Leo wrote:Â ÂCCC wrote:Again, it’s a matter of definition; anything can be defined as its quale rather than as its physical, underlying cause (as was done with sound above).
Yes, but the interesting bit is trying to discern the many possible steps between the unknowable “absolute reality” and the “quales”, always stopping before the cliff of solipsism (or self-feeding-brain-in-a-vat vertigo) to which we referred before. All the steps we discern are ultimately a product of our senses, so the enterprise seems doomed to failure, but this is all we have. The important thing is how much data we can gather and what self-consistency it possesses. This is I believe a method we use to model (intuitively and scientifically) the world, and consequently our own mind in this world.
I think we have to identify different layers of reality. There is the postulated absolute reality – unknowable; there is the perceived reality – quale.

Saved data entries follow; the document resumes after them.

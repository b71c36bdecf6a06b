//! Persistence traits used by the engine
//!
//! Decouples checking and replacing from the database implementation.

use crate::error::Result;
use crate::model::{ChangeAction, HashEntry};

/// Persistent cache of content hashes, keyed by full path
#[allow(async_fn_in_trait)]
pub trait HashStore {
    /// Get the cached entry for a path, if any
    async fn lookup_hash(&self, fullpath: &str) -> Result<Option<HashEntry>>;

    /// Insert or overwrite the entry for `entry.fullpath`
    async fn store_hash(&self, entry: &HashEntry) -> Result<()>;
}

/// Append-only record of every mutation step
#[allow(async_fn_in_trait)]
pub trait ChangeLog {
    /// Append one row. Implementations must persist it before returning.
    async fn log_change(
        &self,
        subject: &str,
        mutated_path: &str,
        reference_path: &str,
        action: ChangeAction,
    ) -> Result<()>;
}
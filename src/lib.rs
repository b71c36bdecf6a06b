// Library crate exposing modules for the binary and integration tests

pub mod cli;
pub mod config;
pub mod engine;
pub mod error;
pub mod logging;
pub mod model;
pub mod repository;
pub mod runner;
pub mod util;

pub use error::{Error, Result};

But this is not all, there is an intellectual reality in physics – an intellectual extension of our perceived reality to a realm where our senses don’t work. So we have relativity at large length and speed scales, and quantum mechanics at small scales. We also have concepts like forces and fields and fundamental particles and such. But if you think about it, they (force and such) are merely a set of self-consistent concepts. We think of them as real because our commonsense implicitly suscribes to the tenets of scientific realism. Which is why CCC can define sound as air pressure waves – because we think of air and pressure waves as real, ignoring the fact that they are only a part of the extended version of our perceived reality. The acceptance of scientific realism amounts to a philosophical stance vis-a-vis an unknowable absolute reality.
The stance I was proposing is to ascribe the properties of flat space-time to the absolute reality. Think of motion in this flat space-time (as opposed to the Minkowski space-time of SR). Figure out how this motion will be perceived. That is to say work out when light rays from different points in the trajectory of the moving object will reach an observer. If this predicted picture is what we do perceive, then we can say that what we ascribed to the absolute reality (flat space-time) is a good working hypothesis. If not, we go back and ascribe some other geometry to the absolute reality. I found that the flat space-time worked in the sense that I coud explain some astrophysical data. The algebra of this is rather trivial, that’s why I referred to it as my “theory” within inverted quotes.
Note that it is not possible to go from the percieved picture to the absolute reality (even with the postulate that the absolute reality is flat space-time) because at least two underlying motion can result in the same absolute picture. In other words, it is a one-to-many ill-posed problem. I will post more on this later.
The current interpretation of SR is that it is the absolute space-time (after taking out the light travel time effects) that is Minkowski like. This interpretation had the advantage of avoiding the ill-posed problem. But I think this interpretation is not accurate because it invalidates the derivation of the coordinate transformation part of SR. Then again, it is just my view.